Люби меня (СИ) - Тодорова Елена. Страница 85
Но мне хочется ее трясти. Делаю это намеренно, выплескивая добрую часть своей нездоровой злости.
Почему я, черт возьми, должна учиться открывать шампанское, когда у меня есть мужчина? Почему я должна отмечать чертов Новый год с ним по видеосвязи? Почему должна скрывать то, что давно разъело душу?
Пробка с хлопком выскакивает из бутылки. Меня заливает пеной.

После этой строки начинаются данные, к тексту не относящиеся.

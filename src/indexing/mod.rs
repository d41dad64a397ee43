//! Indexing dispatcher: wires the watcher, Grammar Registry, Symbol
//! Extractor, and Index Store, plus the write-through-with-rollback
//! mutation transaction and glob-based bulk indexing (spec.md §4.D, §5).

pub mod maintainer;
pub mod transaction;
pub mod walker;

pub use maintainer::{IndexStats, Maintainer};
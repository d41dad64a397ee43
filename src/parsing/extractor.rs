//! Symbol Extractor (spec.md §4.B): parse a source file with the resolved
//! grammar, run its capture query, and build a `Document`.

use std::cell::RefCell;
use std::collections::HashMap;

use streaming_iterator::StreamingIterator;
use tree_sitter::{Parser, Query, QueryCursor};

use crate::error::{ParseError, ParseResult};
use crate::parsing::keywords;
use crate::parsing::language::Language;
use crate::parsing::queries;
use crate::symbol::{Document, Occurrence, SymbolId, SymbolInformation};
use crate::types::{Range, SymbolKind, SymbolRole};

thread_local! {
    static PARSERS: RefCell<HashMap<Language, (Parser, Query)>> = RefCell::new(HashMap::new());
}

/// First N bytes scanned for a Flow pragma (spec.md §4.B point 1).
const FLOW_PRAGMA_SCAN_WINDOW: usize = 256;

/// If `language` is JavaScript and the source starts with a `@flow` pragma
/// in its first 256 bytes, parse with the TypeScript grammar instead while
/// keeping the JavaScript capture query (their node shapes are compatible
/// for the patterns that query defines).
fn effective_language(language: Language, source: &[u8]) -> Language {
    if language != Language::JavaScript {
        return language;
    }
    let window = &source[..source.len().min(FLOW_PRAGMA_SCAN_WINDOW)];
    if window.windows(5).any(|w| w == b"@flow") {
        Language::TypeScript
    } else {
        language
    }
}

struct RawDefinition {
    name: String,
    kind: SymbolKind,
    name_range: Range,
    enclosing_range: Range,
}

fn kind_from_capture_label(label: &str) -> SymbolKind {
    match label {
        "function" => SymbolKind::Function,
        "method" => SymbolKind::Method,
        "class" => SymbolKind::Class,
        "struct" => SymbolKind::Struct,
        "interface" => SymbolKind::Interface,
        "enum" => SymbolKind::Enum,
        "constant" => SymbolKind::Constant,
        "variable" => SymbolKind::Variable,
        "constructor" => SymbolKind::Constructor,
        "field" => SymbolKind::Field,
        "property" => SymbolKind::Property,
        "macro" => SymbolKind::Macro,
        "module" => SymbolKind::Module,
        "trait" => SymbolKind::Trait,
        "implementation" => SymbolKind::Implementation,
        "type" => SymbolKind::Type,
        _ => SymbolKind::Unspecified,
    }
}

/// Extract all symbol definitions from `source`, a file at `relative_path`
/// of the given `language`. Parse failures and query-compile failures are
/// returned as `ParseError`; a parseable-but-empty file yields a `Document`
/// with no symbols, not an error.
pub fn extract(
    relative_path: &str,
    language: Language,
    source: &[u8],
) -> ParseResult<Document> {
    std::str::from_utf8(source).map_err(|_| ParseError::InvalidUtf8 {
        path: relative_path.into(),
    })?;

    let effective = effective_language(language, source);

    let raw_definitions = PARSERS.with(|cell| -> ParseResult<Vec<RawDefinition>> {
        let mut parsers = cell.borrow_mut();
        let (parser, query) = parsers.entry(effective).or_insert_with(|| {
            let mut parser = Parser::new();
            parser
                .set_language(&effective.ts_language())
                .unwrap_or_else(|e| {
                    panic!("grammar mismatch for {:?}: {}", effective, e);
                });
            let query = Query::new(&effective.ts_language(), queries::capture_query(effective))
                .unwrap_or_else(|e| {
                    panic!("bad capture query for {:?}: {}", effective, e);
                });
            (parser, query)
        });

        let tree = parser.parse(source, None).ok_or_else(|| ParseError::ParseFailed {
            path: relative_path.into(),
        })?;

        let name_capture = query
            .capture_names()
            .iter()
            .position(|n| *n == "name")
            .ok_or_else(|| ParseError::QueryCompile {
                language: effective.tag().to_string(),
                reason: "query is missing a @name capture".into(),
                offset: 0,
            })?;

        let mut cursor = QueryCursor::new();
        let mut matches = cursor.matches(query, tree.root_node(), source);
        let mut out = Vec::new();
        let container_kinds = queries::method_container_kinds(effective);

        while let Some(m) = matches.next() {
            let mut name_node = None;
            let mut def_node = None;
            for cap in m.captures {
                let cap_name = query.capture_names()[cap.index as usize];
                if cap.index as usize == name_capture {
                    name_node = Some(cap.node);
                } else if cap_name.starts_with("definition.") {
                    def_node = Some((cap.node, &cap_name["definition.".len()..]));
                }
            }
            let (Some(name_node), Some((def_node, kind_label))) = (name_node, def_node) else {
                continue;
            };
            if name_node.is_error() || name_node.parent().is_some_and(|p| p.is_error()) {
                continue;
            }
            if name_node.start_byte() >= name_node.end_byte() || name_node.end_byte() > source.len() {
                continue;
            }

            let mut kind = kind_from_capture_label(kind_label);
            if kind == SymbolKind::Function && !container_kinds.is_empty() {
                let mut ancestor = def_node.parent();
                while let Some(node) = ancestor {
                    if container_kinds.contains(&node.kind()) {
                        kind = SymbolKind::Method;
                        break;
                    }
                    ancestor = node.parent();
                }
            }

            let name = name_node
                .utf8_text(source)
                .map_err(|_| ParseError::InvalidUtf8 {
                    path: relative_path.into(),
                })?
                .to_string();

            out.push(RawDefinition {
                name,
                kind,
                name_range: Range::from_ts(name_node.start_position(), name_node.end_position()),
                enclosing_range: Range::from_ts(def_node.start_position(), def_node.end_position()),
                enclosing_kinds: Vec::new(),
            });
        }
        Ok(out)
    })?;

    let mut document = Document::new(relative_path, language.tag());
    let mut seen_lines: HashMap<(u32, String), ()> = HashMap::new();

    for (index, raw) in raw_definitions.into_iter().enumerate() {
        if keywords::is_suppressed(effective, &raw.name) {
            continue;
        }
        // Per-line dedup: at most one definition per (line, name) pair —
        // guards against a node matching more than one pattern.
        let dedup_key = (raw.name_range.start_line, raw.name.clone());
        if seen_lines.insert(dedup_key, ()).is_some() {
            continue;
        }

        let id = SymbolId::local(relative_path, index);
        document.occurrences.push(Occurrence {
            range: raw.name_range,
            symbol: id.clone(),
            roles: SymbolRole::DEFINITION,
            syntax_kind: 0,
            enclosing_range: raw.enclosing_range,
        });
        document.symbols.push(SymbolInformation {
            symbol: id,
            documentation: Vec::new(),
            relationships: Vec::new(),
            kind: raw.kind,
            display_name: raw.name,
            enclosing_symbol: None,
        });
    }

    Ok(document)
}

#[cfg(test)]
mod tests {
    use super::*;

    #[test]
    fn extracts_a_go_function() {
        let source = b"package main\n\nfunc Hello() string {\n\treturn \"hi\"\n}\n";
        let doc = extract("main.go", Language::Go, source).unwrap();
        assert_eq!(doc.symbols.len(), 1);
        assert_eq!(doc.symbols[0].display_name, "Hello");
        assert_eq!(doc.symbols[0].kind, SymbolKind::Function);
    }

    #[test]
    fn reclassifies_python_method_inside_a_class() {
        let source = b"class Greeter:\n    def hello(self):\n        return 1\n\ndef standalone():\n    return 2\n";
        let doc = extract("greeter.py", Language::Python, source).unwrap();
        let hello = doc
            .symbols
            .iter()
            .find(|s| s.display_name == "hello")
            .unwrap();
        assert_eq!(hello.kind, SymbolKind::Method);
        let standalone = doc
            .symbols
            .iter()
            .find(|s| s.display_name == "standalone")
            .unwrap();
        assert_eq!(standalone.kind, SymbolKind::Function);
    }

    #[test]
    fn flow_pragma_routes_js_through_the_typescript_grammar() {
        let source = b"// @flow\nfunction greet() { return 1; }\n";
        let doc = extract("greet.js", Language::JavaScript, source).unwrap();
        assert_eq!(doc.symbols.len(), 1);
        assert_eq!(doc.symbols[0].display_name, "greet");
    }

    #[test]
    fn suppresses_js_constructor_keyword() {
        let source = b"class Foo {\n  constructor() {}\n  bar() {}\n}\n";
        let doc = extract("foo.js", Language::JavaScript, source).unwrap();
        assert!(!doc.symbols.iter().any(|s| s.display_name == "constructor"));
        assert!(doc.symbols.iter().any(|s| s.display_name == "bar"));
    }

    #[test]
    fn invalid_utf8_is_rejected() {
        let source = &[0xff, 0xfe, 0x00];
        let err = extract("bad.go", Language::Go, source).unwrap_err();
        assert!(matches!(err, ParseError::InvalidUtf8 { .. }));
    }
}
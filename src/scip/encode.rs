//! Encoding half of the SCIP-subset codec (spec.md §4.C).

use super::wire::*;
use crate::symbol::{Document, Index, Metadata, Occurrence, Relationship, SymbolInformation, ToolInfo};
use crate::types::Range;

/// Serialize an Index to its on-disk byte representation.
pub fn encode_index(index: &Index) -> Vec<u8> {
    let mut buf = Vec::new();
    if let Some(metadata) = &index.metadata {
        let inner = encode_metadata(metadata);
        write_message_field(&mut buf, 1, &inner);
    }
    for doc in &index.documents {
        let inner = encode_document(doc);
        write_message_field(&mut buf, 2, &inner);
    }
    for sym in &index.external_symbols {
        let inner = encode_symbol_information(sym);
        write_message_field(&mut buf, 3, &inner);
    }
    buf
}

fn encode_metadata(metadata: &Metadata) -> Vec<u8> {
    let mut buf = Vec::new();
    write_varint_field(&mut buf, 1, metadata.version as i64);
    if let Some(tool_info) = &metadata.tool_info {
        let inner = encode_tool_info(tool_info);
        write_message_field(&mut buf, 2, &inner);
    }
    write_string_field(&mut buf, 3, &metadata.project_root);
    write_varint_field(&mut buf, 4, metadata.text_document_encoding as i64);
    buf
}

fn encode_tool_info(tool_info: &ToolInfo) -> Vec<u8> {
    let mut buf = Vec::new();
    write_string_field(&mut buf, 1, &tool_info.name);
    write_string_field(&mut buf, 2, &tool_info.version);
    buf
}

fn encode_document(doc: &Document) -> Vec<u8> {
    let mut buf = Vec::new();
    write_string_field(&mut buf, 1, &doc.relative_path);
    for occ in &doc.occurrences {
        let inner = encode_occurrence(occ);
        write_message_field(&mut buf, 2, &inner);
    }
    for sym in &doc.symbols {
        let inner = encode_symbol_information(sym);
        write_message_field(&mut buf, 3, &inner);
    }
    write_string_field(&mut buf, 4, &doc.language);
    buf
}

/// Pack a Range as 3 elements (same line) or 4 elements (spans lines),
/// matching spec.md §4.C's shape rule exactly.
fn pack_range(range: &Range) -> Vec<i32> {
    if range.is_single_line() {
        vec![
            range.start_line as i32,
            range.start_char as i32,
            range.end_char as i32,
        ]
    } else {
        vec![
            range.start_line as i32,
            range.start_char as i32,
            range.end_line as i32,
            range.end_char as i32,
        ]
    }
}

fn encode_occurrence(occ: &Occurrence) -> Vec<u8> {
    let mut buf = Vec::new();
    write_packed_i32_field(&mut buf, 1, &pack_range(&occ.range));
    write_string_field(&mut buf, 2, occ.symbol.as_str());
    write_varint_field(&mut buf, 3, occ.roles.0 as i64);
    write_varint_field(&mut buf, 5, occ.syntax_kind as i64);
    write_packed_i32_field(&mut buf, 7, &pack_range(&occ.enclosing_range));
    buf
}

fn encode_symbol_information(sym: &SymbolInformation) -> Vec<u8> {
    let mut buf = Vec::new();
    write_string_field(&mut buf, 1, sym.symbol.as_str());
    for doc in &sym.documentation {
        write_string_field(&mut buf, 3, doc);
    }
    for rel in &sym.relationships {
        let inner = encode_relationship(rel);
        write_message_field(&mut buf, 4, &inner);
    }
    write_varint_field(&mut buf, 5, sym.kind.as_i32() as i64);
    write_string_field(&mut buf, 6, &sym.display_name);
    if let Some(enclosing) = &sym.enclosing_symbol {
        write_string_field(&mut buf, 8, enclosing.as_str());
    }
    buf
}

fn encode_relationship(rel: &Relationship) -> Vec<u8> {
    let mut buf = Vec::new();
    write_string_field(&mut buf, 1, rel.symbol.as_str());
    write_bool_field(&mut buf, 2, rel.is_reference);
    write_bool_field(&mut buf, 3, rel.is_implementation);
    write_bool_field(&mut buf, 4, rel.is_type_definition);
    write_bool_field(&mut buf, 5, rel.is_definition);
    buf
}
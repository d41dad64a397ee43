// Shares C's function/struct/enum shapes plus class and method_container
// reclassification (spec.md §4.B point 4) via queries::method_container_kinds.
pub const QUERY: &str = r#"
(function_definition declarator: (function_declarator declarator: (identifier) @name)) @definition.function

(function_definition declarator: (function_declarator declarator: (field_identifier) @name)) @definition.function

(class_specifier name: (type_identifier) @name body: (field_declaration_list)) @definition.class

(struct_specifier name: (type_identifier) @name body: (field_declaration_list)) @definition.struct

(enum_specifier name: (type_identifier) @name body: (enumerator_list)) @definition.enum

(type_definition declarator: (type_identifier) @name) @definition.type
"#;
//! Debounces file change events by path so a burst of saves within the
//! configured window collapses into a single re-index (spec.md §4.E).

use std::collections::HashMap;
use std::path::PathBuf;
use std::time::{Duration, Instant};

#[derive(Debug)]
pub struct Debouncer {
    pending: HashMap<PathBuf, Instant>,
    duration: Duration,
}

impl Debouncer {
    pub fn new(debounce_ms: u64) -> Self {
        Self {
            pending: HashMap::new(),
            duration: Duration::from_millis(debounce_ms),
        }
    }

    /// Records a change, resetting the debounce timer for this path.
    pub fn record(&mut self, path: PathBuf) {
        self.pending.insert(path, Instant::now());
    }

    pub fn remove(&mut self, path: &PathBuf) {
        self.pending.remove(path);
    }

    /// Removes and returns every path stable for at least `duration`.
    pub fn take_ready(&mut self) -> Vec<PathBuf> {
        let now = Instant::now();
        let mut ready = Vec::new();
        self.pending.retain(|path, last_change| {
            if now.duration_since(*last_change) >= self.duration {
                ready.push(path.clone());
                false
            } else {
                true
            }
        });
        ready
    }

    pub fn has_pending(&self) -> bool {
        !self.pending.is_empty()
    }
}

#[cfg(test)]
mod tests {
    use super::*;
    use std::thread::sleep;

    #[test]
    fn stable_paths_become_ready_after_the_window() {
        let mut debouncer = Debouncer::new(30);
        let path = PathBuf::from("/ws/file.rs");
        debouncer.record(path.clone());
        assert!(debouncer.take_ready().is_empty());
        sleep(Duration::from_millis(40));
        let ready = debouncer.take_ready();
        assert_eq!(ready, vec![path]);
        assert!(!debouncer.has_pending());
    }

    #[test]
    fn a_new_change_resets_the_timer() {
        let mut debouncer = Debouncer::new(40);
        let path = PathBuf::from("/ws/file.rs");
        debouncer.record(path.clone());
        sleep(Duration::from_millis(25));
        debouncer.record(path.clone());
        sleep(Duration::from_millis(25));
        assert!(debouncer.take_ready().is_empty());
        sleep(Duration::from_millis(20));
        assert_eq!(debouncer.take_ready().len(), 1);
    }

    #[test]
    fn remove_clears_a_pending_path() {
        let mut debouncer = Debouncer::new(50);
        let path = PathBuf::from("/ws/file.rs");
        debouncer.record(path.clone());
        debouncer.remove(&path);
        assert!(!debouncer.has_pending());
    }
}
//! Language enumeration and file-extension mapping (spec.md §4.A).

use serde::{Deserialize, Serialize};

#[derive(Debug, Clone, Copy, PartialEq, Eq, Hash, Serialize, Deserialize)]
pub enum Language {
    Go,
    TypeScript,
    JavaScript,
    Python,
    Java,
    Rust,
    C,
    Cpp,
}

impl Language {
    /// Built-in extension → language mapping (spec.md §4.A).
    pub fn from_extension(ext: &str) -> Option<Self> {
        match ext.to_ascii_lowercase().as_str() {
            "go" => Some(Self::Go),
            "ts" | "tsx" => Some(Self::TypeScript),
            "js" | "jsx" | "mjs" | "cjs" => Some(Self::JavaScript),
            "py" | "pyi" => Some(Self::Python),
            "java" => Some(Self::Java),
            "rs" => Some(Self::Rust),
            "c" | "h" => Some(Self::C),
            "cpp" | "cc" | "cxx" | "hpp" | "hxx" | "hh" => Some(Self::Cpp),
            _ => None,
        }
    }

    /// Tag stored in `Document::language` and reported over MCP.
    pub fn tag(&self) -> &'static str {
        match self {
            Self::Go => "go",
            Self::TypeScript => "typescript",
            Self::JavaScript => "javascript",
            Self::Python => "python",
            Self::Java => "java",
            Self::Rust => "rust",
            Self::C => "c",
            Self::Cpp => "cpp",
        }
    }

    pub fn ts_language(&self) -> tree_sitter::Language {
        match self {
            Self::Go => tree_sitter_go::LANGUAGE.into(),
            // Flow override (spec.md §4.B point 1) reuses this same grammar.
            Self::TypeScript => tree_sitter_typescript::LANGUAGE_TYPESCRIPT.into(),
            Self::JavaScript => tree_sitter_javascript::LANGUAGE.into(),
            Self::Python => tree_sitter_python::LANGUAGE.into(),
            Self::Java => tree_sitter_java::LANGUAGE.into(),
            Self::Rust => tree_sitter_rust::LANGUAGE.into(),
            Self::C => tree_sitter_c::LANGUAGE.into(),
            Self::Cpp => tree_sitter_cpp::LANGUAGE.into(),
        }
    }
}

#[cfg(test)]
mod tests {
    use super::*;

    #[test]
    fn extensions_map_to_expected_languages() {
        assert_eq!(Language::from_extension("go"), Some(Language::Go));
        assert_eq!(Language::from_extension("tsx"), Some(Language::TypeScript));
        assert_eq!(Language::from_extension("mjs"), Some(Language::JavaScript));
        assert_eq!(Language::from_extension("pyi"), Some(Language::Python));
        assert_eq!(Language::from_extension("hpp"), Some(Language::Cpp));
        assert_eq!(Language::from_extension("zig"), None);
    }
}
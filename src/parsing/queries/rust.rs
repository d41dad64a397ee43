pub const QUERY: &str = r#"
(function_item name: (identifier) @name) @definition.function

(struct_item name: (type_identifier) @name) @definition.struct

(enum_item name: (type_identifier) @name) @definition.enum

(trait_item name: (type_identifier) @name) @definition.trait

(impl_item type: (type_identifier) @name) @definition.implementation

(mod_item name: (identifier) @name) @definition.module

(macro_definition name: (identifier) @name) @definition.macro

(const_item name: (identifier) @name) @definition.constant

(static_item name: (identifier) @name) @definition.variable
"#;
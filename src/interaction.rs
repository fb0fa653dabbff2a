//! Routes hover and activate signals from scene objects to the inventory
//! and the phase-transition controller.

use crate::config::InteractionMessages;
use crate::constants::{ACTION_MESSAGE_DURATION_S, HOVER_MESSAGE_DURATION_S};
use crate::inventory::InventoryTracker;
use crate::phase_transition::PhaseTransitionController;
use serde::{Deserialize, Serialize};
use std::cell::RefCell;
use std::rc::Rc;
use tracing::debug;

#[derive(Clone, Copy, Debug, PartialEq, Eq, Hash, Serialize, Deserialize)]
pub enum InteractableKind {
    /// Where solid blocks are picked up
    Freezer,
    /// Receives the solid and holds the melt
    Container,
    /// Heat source switch
    HeatSwitch,
    /// Scenery with an explanation but no action
    Inert,
}

#[derive(Clone, Debug, PartialEq, Serialize, Deserialize)]
pub struct Interactable {
    pub name: String,
    pub kind: InteractableKind,
    #[serde(default)]
    pub explanation: Option<String>,
}

impl Interactable {
    pub fn new(name: &str, kind: InteractableKind) -> Self {
        Self {
            name: name.to_string(),
            kind,
            explanation: None,
        }
    }

    pub fn with_explanation(mut self, explanation: &str) -> Self {
        self.explanation = Some(explanation.to_string());
        self
    }
}

#[derive(Clone, Copy, Debug, PartialEq, Eq)]
pub enum InteractionOutcome {
    SolidTaken,
    AlreadyHolding,
    SolidPlaced,
    NothingToPlace,
    ContainerBusy,
    HeatToggled { enabled: bool },
    NoAction,
}

/// Floating message panel in front of the player
pub trait MessageBoard {
    fn show_message(&mut self, text: &str, duration_s: f64);
    fn hide_now(&mut self);
}

#[derive(Clone, Debug, Default, PartialEq)]
pub struct MessageLog {
    pub shown: Vec<String>,
    pub visible: Option<String>,
}

impl MessageBoard for MessageLog {
    fn show_message(&mut self, text: &str, _duration_s: f64) {
        self.shown.push(text.to_string());
        self.visible = Some(text.to_string());
    }

    fn hide_now(&mut self) {
        self.visible = None;
    }
}

impl<T: MessageBoard> MessageBoard for Rc<RefCell<T>> {
    fn show_message(&mut self, text: &str, duration_s: f64) {
        self.borrow_mut().show_message(text, duration_s);
    }

    fn hide_now(&mut self) {
        self.borrow_mut().hide_now();
    }
}

pub struct InteractionDispatcher {
    inventory: InventoryTracker,
    messages: InteractionMessages,
    board: Option<Box<dyn MessageBoard>>,
}

impl InteractionDispatcher {
    pub fn new(messages: InteractionMessages) -> Self {
        Self {
            inventory: InventoryTracker::new(),
            messages,
            board: None,
        }
    }

    pub fn with_board(mut self, board: impl MessageBoard + 'static) -> Self {
        self.board = Some(Box::new(board));
        self
    }

    pub fn inventory(&self) -> &InventoryTracker {
        &self.inventory
    }

    pub fn hover_enter(&mut self, target: &Interactable) {
        if let Some(text) = target.explanation.as_deref().filter(|t| !t.is_empty()) {
            self.show(text, HOVER_MESSAGE_DURATION_S);
        }
    }

    pub fn hover_exit(&mut self, _target: &Interactable) {
        if let Some(board) = self.board.as_mut() {
            board.hide_now();
        }
    }

    pub fn interact(
        &mut self,
        target: &Interactable,
        controller: &mut PhaseTransitionController,
    ) -> InteractionOutcome {
        debug!(name = %target.name, kind = ?target.kind, "interaction");

        let outcome = match target.kind {
            InteractableKind::Freezer => {
                if self.inventory.take_solid() {
                    controller.record_event(
                        "Solid taken",
                        "The player took a block from the freezer",
                    );
                    InteractionOutcome::SolidTaken
                } else {
                    InteractionOutcome::AlreadyHolding
                }
            }
            InteractableKind::Container => {
                if !self.inventory.is_holding_solid() {
                    InteractionOutcome::NothingToPlace
                } else if !controller.can_receive_solid() {
                    InteractionOutcome::ContainerBusy
                } else {
                    self.inventory.place_solid();
                    controller.receive_solid();
                    controller.record_event(
                        "Solid placed in container",
                        "The player placed the block in the container on the heat source",
                    );
                    InteractionOutcome::SolidPlaced
                }
            }
            InteractableKind::HeatSwitch => {
                controller.toggle_heat();
                InteractionOutcome::HeatToggled {
                    enabled: controller.heat_enabled(),
                }
            }
            InteractableKind::Inert => InteractionOutcome::NoAction,
        };

        let message = match outcome {
            InteractionOutcome::SolidTaken => self.messages.solid_taken.clone(),
            InteractionOutcome::AlreadyHolding => self.messages.already_holding.clone(),
            InteractionOutcome::SolidPlaced => self.messages.solid_placed.clone(),
            InteractionOutcome::NothingToPlace => self.messages.nothing_to_place.clone(),
            InteractionOutcome::ContainerBusy => self.messages.container_busy.clone(),
            InteractionOutcome::HeatToggled { enabled: true } => self.messages.heat_on.clone(),
            InteractionOutcome::HeatToggled { enabled: false } => self.messages.heat_off.clone(),
            InteractionOutcome::NoAction => self.messages.no_action.clone(),
        };
        self.show(&message, ACTION_MESSAGE_DURATION_S);

        outcome
    }

    fn show(&mut self, text: &str, duration_s: f64) {
        match self.board.as_mut() {
            Some(board) => board.show_message(text, duration_s),
            None => debug!(text, "no message board attached"),
        }
    }
}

Смеюсь и отпиваю из горла, как делали с Саней вдвоем, когда он лишал меня девственности.
– С новым годом, Солнышко! – рвет пространство квартиры его громкий заряженный радостью выкрик.
– С новым годом НАС! – кричу так, чтобы и его динамик от моих эмоций трещал.
То, что шампанское забрызгало все вокруг, и мое лицо в том числе, позволяет незаметно пустить дополнительные капли слез.
– Я люблю тебя, Соня-лав, – окатывает меня лаской.
Это заставляет еще сильнее плакать.
Господи, я стала какой-то долбаной истеричкой!
Не хочу… Не хочу так!
Устанавливаю телефон на стол впритык к салатнице с оливье, выпрямляюсь и быстро скидываю платье. Красуюсь на камеру в черном кружевном комплекте, который покупала конкретно для этой ночи.
– Я жду тебя, Саша… – прикусывая нижнюю губу, скольжу пальчиками под трусики. – Давай скорее… А то я без тебя не только шампанского напьюсь…
– Блядь… – хрипит он и краснеет. – Ты хочешь, чтобы я не доехал?
При этом резко рулем крутит. Шум двигателя становится громче. Не знаю, куда свернул, но скорость явно увеличил.
– Нет… Хочу, чтобы доехал… – высвобождаю из кружева одну грудь и демонстративно зажимаю пальцами сосок. – Хочу тебя… – вторая рука глубже в трусики уходит, погружаюсь в себя, и Сашка это понимает.
– Блядь…
Естественно, он набрасывается на меня, едва появляется дома. Трахает прямо в гостиной, на краю накрытого мной стола. Вбивается неутомимо, словно обезумевший. Я дважды кончаю, Сашка даже не замедляется. Кричу, раздирая ему плечи. От переизбытка ощущений плачу. Ему в тот момент плевать. Он уничтожает меня своей страстью. Кажется, после него мои ноги попросту не сойдутся вместе. Промежность горит и безостановочно пульсирует. Низ живота каменеет и болит. Но я все равно снова и снова кончаю. Сашка знает, что сделать, чтобы я улетала. У меня нет шансов на сопротивление. После очередного взрыва скатерть подо мной намокает. Едва не заваливаюсь спиной на чертовы салаты. Саша перехватывает и, сняв меня со стола, опускает перед собой на колени. Четыре жестких толчка в мой рот, и он заставляет меня лакомиться своей спермой.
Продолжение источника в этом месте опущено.